(Beginning of Exercise input)

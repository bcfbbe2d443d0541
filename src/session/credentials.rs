//! Credential records and their persistent store
//!
//! Resolves a [`CredentialRecord`] from the environment, else from a JSON
//! cache file at a per-user path, else produces an empty record. The store
//! is an explicit value over an explicit path; nothing here keeps global
//! state.
//!
//! Freshness is never judged here. Whether credentials are still accepted
//! is decided by the remote service (a 401 on the wire), not by a local
//! timestamp threshold; [`CredentialRecord::age`] exists for diagnostics
//! only.

use crate::{Error, Result};
use chrono::{DateTime, Duration, Utc};
use serde::{Deserialize, Serialize};
use std::collections::HashMap;
use std::path::{Path, PathBuf};
use tokio::fs;
use tracing::{debug, warn};

/// Environment variable holding the `X-UserToken` value
pub const ENV_USER_TOKEN: &str = "SNOW_X_USER_TOKEN";
/// Environment variable holding the route cookie value
pub const ENV_ROUTE_COOKIE: &str = "SNOW_COOKIE_GLIDE";
/// Environment variable holding the session cookie value
pub const ENV_SESSION_COOKIE: &str = "SNOW_COOKIE_SESSION";

/// Cookie name carrying the server-side session
pub const SESSION_COOKIE: &str = "JSESSIONID";
/// Cookie name carrying the instance routing affinity
pub const ROUTE_COOKIE: &str = "glide_user_route";

/// File name of the credential cache in the user's home directory
const CACHE_FILE_NAME: &str = ".servicenow_surf_session.json";

/// A captured authentication session: cookie set, user token, capture time.
#[derive(Debug, Clone, PartialEq, Eq)]
pub struct CredentialRecord {
    /// Cookie name to value mapping sent with every request
    pub cookies: HashMap<String, String>,
    /// Opaque session token carried in the `X-UserToken` header
    pub token: Option<String>,
    /// When these credentials were captured
    pub captured_at: DateTime<Utc>,
}

/// Serializable wire form of a credential record.
///
/// Matches the cache file layout: the route and session cookies are written
/// out as convenience duplicates alongside the full cookie map, and ignored
/// on load (the map is authoritative).
#[derive(Debug, Clone, Serialize, Deserialize)]
struct CredentialFile {
    #[serde(default)]
    cookies: HashMap<String, String>,
    #[serde(default)]
    x_user_token: Option<String>,
    #[serde(default, skip_serializing_if = "Option::is_none")]
    glide_user_route: Option<String>,
    #[serde(default, skip_serializing_if = "Option::is_none")]
    jsessionid: Option<String>,
    #[serde(default)]
    timestamp: Option<String>,
}

impl CredentialRecord {
    /// Create a record from a cookie map and token, stamped now
    pub fn new(cookies: HashMap<String, String>, token: impl Into<String>) -> Self {
        Self {
            cookies,
            token: Some(token.into()),
            captured_at: Utc::now(),
        }
    }

    /// Create an empty, unusable record
    pub fn empty() -> Self {
        Self {
            cookies: HashMap::new(),
            token: None,
            captured_at: Utc::now(),
        }
    }

    /// Whether this record can authenticate a request.
    ///
    /// Usable means a non-empty token and a non-empty cookie set. This is
    /// re-evaluated on every request; it is never cached as a flag.
    pub fn is_usable(&self) -> bool {
        self.token.as_deref().is_some_and(|t| !t.is_empty()) && !self.cookies.is_empty()
    }

    /// Whether both cookies the instance expects are present
    pub fn has_expected_cookies(&self) -> bool {
        self.cookies.contains_key(SESSION_COOKIE) && self.cookies.contains_key(ROUTE_COOKIE)
    }

    /// Elapsed time since capture. Diagnostics only; no refresh decision
    /// is ever based on this.
    pub fn age(&self) -> Duration {
        Utc::now() - self.captured_at
    }

    /// Parse a record from its JSON wire form
    pub fn from_json_str(content: &str) -> Result<Self> {
        let file: CredentialFile = serde_json::from_str(content)?;
        let captured_at = match file.timestamp.as_deref() {
            Some(ts) => match DateTime::parse_from_rfc3339(ts) {
                Ok(parsed) => parsed.with_timezone(&Utc),
                Err(e) => {
                    warn!("Ignoring unparseable credential timestamp '{}': {}", ts, e);
                    Utc::now()
                }
            },
            None => Utc::now(),
        };
        Ok(Self {
            cookies: file.cookies,
            token: file.x_user_token,
            captured_at,
        })
    }

    /// Serialize this record to its JSON wire form
    pub fn to_json_string(&self) -> Result<String> {
        let file = CredentialFile {
            cookies: self.cookies.clone(),
            x_user_token: self.token.clone(),
            glide_user_route: self.cookies.get(ROUTE_COOKIE).cloned(),
            jsessionid: self.cookies.get(SESSION_COOKIE).cloned(),
            timestamp: Some(self.captured_at.to_rfc3339()),
        };
        Ok(serde_json::to_string_pretty(&file)?)
    }
}

/// Persistent store for a single credential record.
///
/// The path is fixed at construction; `load` and `save` are the only
/// operations. File problems are never fatal: the manager can always fall
/// back to an in-memory record and a fresh login.
#[derive(Debug, Clone)]
pub struct CredentialStore {
    /// Path of the cache file
    path: PathBuf,
}

impl CredentialStore {
    /// Create a store over an explicit cache file path
    pub fn new(path: PathBuf) -> Self {
        Self { path }
    }

    /// Create a store at the default per-user path
    /// (`~/.servicenow_surf_session.json`)
    pub fn at_default_path() -> Result<Self> {
        Ok(Self::new(default_credentials_path()?))
    }

    /// The cache file path this store reads and writes
    pub fn path(&self) -> &Path {
        &self.path
    }

    /// Resolve a credential record.
    ///
    /// Priority 1 is the environment: when [`ENV_USER_TOKEN`],
    /// [`ENV_ROUTE_COOKIE`] and [`ENV_SESSION_COOKIE`] are all set, the
    /// record is built from them and the cache file is skipped entirely.
    /// Priority 2 is the cache file; a parse failure is logged and falls
    /// through. With neither source, an empty record is returned.
    pub async fn load(&self) -> CredentialRecord {
        if let Some(record) = record_from_env() {
            debug!("Using credentials from environment variables");
            return record;
        }

        if !self.path.exists() {
            debug!("Credential cache does not exist: {:?}", self.path);
            return CredentialRecord::empty();
        }

        match fs::read_to_string(&self.path).await {
            Ok(content) => match CredentialRecord::from_json_str(&content) {
                Ok(record) => {
                    debug!(
                        "Loaded cached credentials from {:?} (captured {} minutes ago)",
                        self.path,
                        record.age().num_minutes()
                    );
                    record
                }
                Err(e) => {
                    warn!("Failed to parse cached credentials: {}", e);
                    CredentialRecord::empty()
                }
            },
            Err(e) => {
                warn!("Failed to read credential cache {:?}: {}", self.path, e);
                CredentialRecord::empty()
            }
        }
    }

    /// Persist a record to the cache file, overwriting any existing one.
    ///
    /// Errors are returned so callers can decide; the session manager logs
    /// them and keeps operating on its in-memory record.
    pub async fn save(&self, record: &CredentialRecord) -> Result<()> {
        let content = record.to_json_string()?;

        if let Some(parent) = self.path.parent()
            && !parent.as_os_str().is_empty()
            && let Err(e) = fs::create_dir_all(parent).await
        {
            return Err(Error::cache(
                "directory_creation",
                &format!("Could not create {:?}: {}", parent, e),
            ));
        }

        fs::write(&self.path, content).await.map_err(|e| {
            Error::cache("file_write", &format!("Write to {:?} failed: {}", self.path, e))
        })?;
        debug!("Credentials saved to {:?}", self.path);
        Ok(())
    }
}

/// Build a record from the three environment variables, if all are present
fn record_from_env() -> Option<CredentialRecord> {
    let token = std::env::var(ENV_USER_TOKEN).ok().filter(|v| !v.is_empty())?;
    let route = std::env::var(ENV_ROUTE_COOKIE).ok().filter(|v| !v.is_empty())?;
    let session = std::env::var(ENV_SESSION_COOKIE)
        .ok()
        .filter(|v| !v.is_empty())?;

    let mut cookies = HashMap::new();
    cookies.insert(ROUTE_COOKIE.to_string(), route);
    cookies.insert(SESSION_COOKIE.to_string(), session);
    Some(CredentialRecord::new(cookies, token))
}

/// Default credential cache path in the user's home directory
pub fn default_credentials_path() -> Result<PathBuf> {
    match dirs::home_dir() {
        Some(home) => Ok(home.join(CACHE_FILE_NAME)),
        None => {
            warn!("Could not determine home directory, using current directory for credentials");
            Ok(std::env::current_dir()?.join(CACHE_FILE_NAME))
        }
    }
}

(End of Exercise input)

* What the task requires *
Return all lines of the material above in which "CredentialFile" occurs.

* Response area *
struct CredentialFile {
        let file: CredentialFile = serde_json::from_str(content)?;
        let file = CredentialFile {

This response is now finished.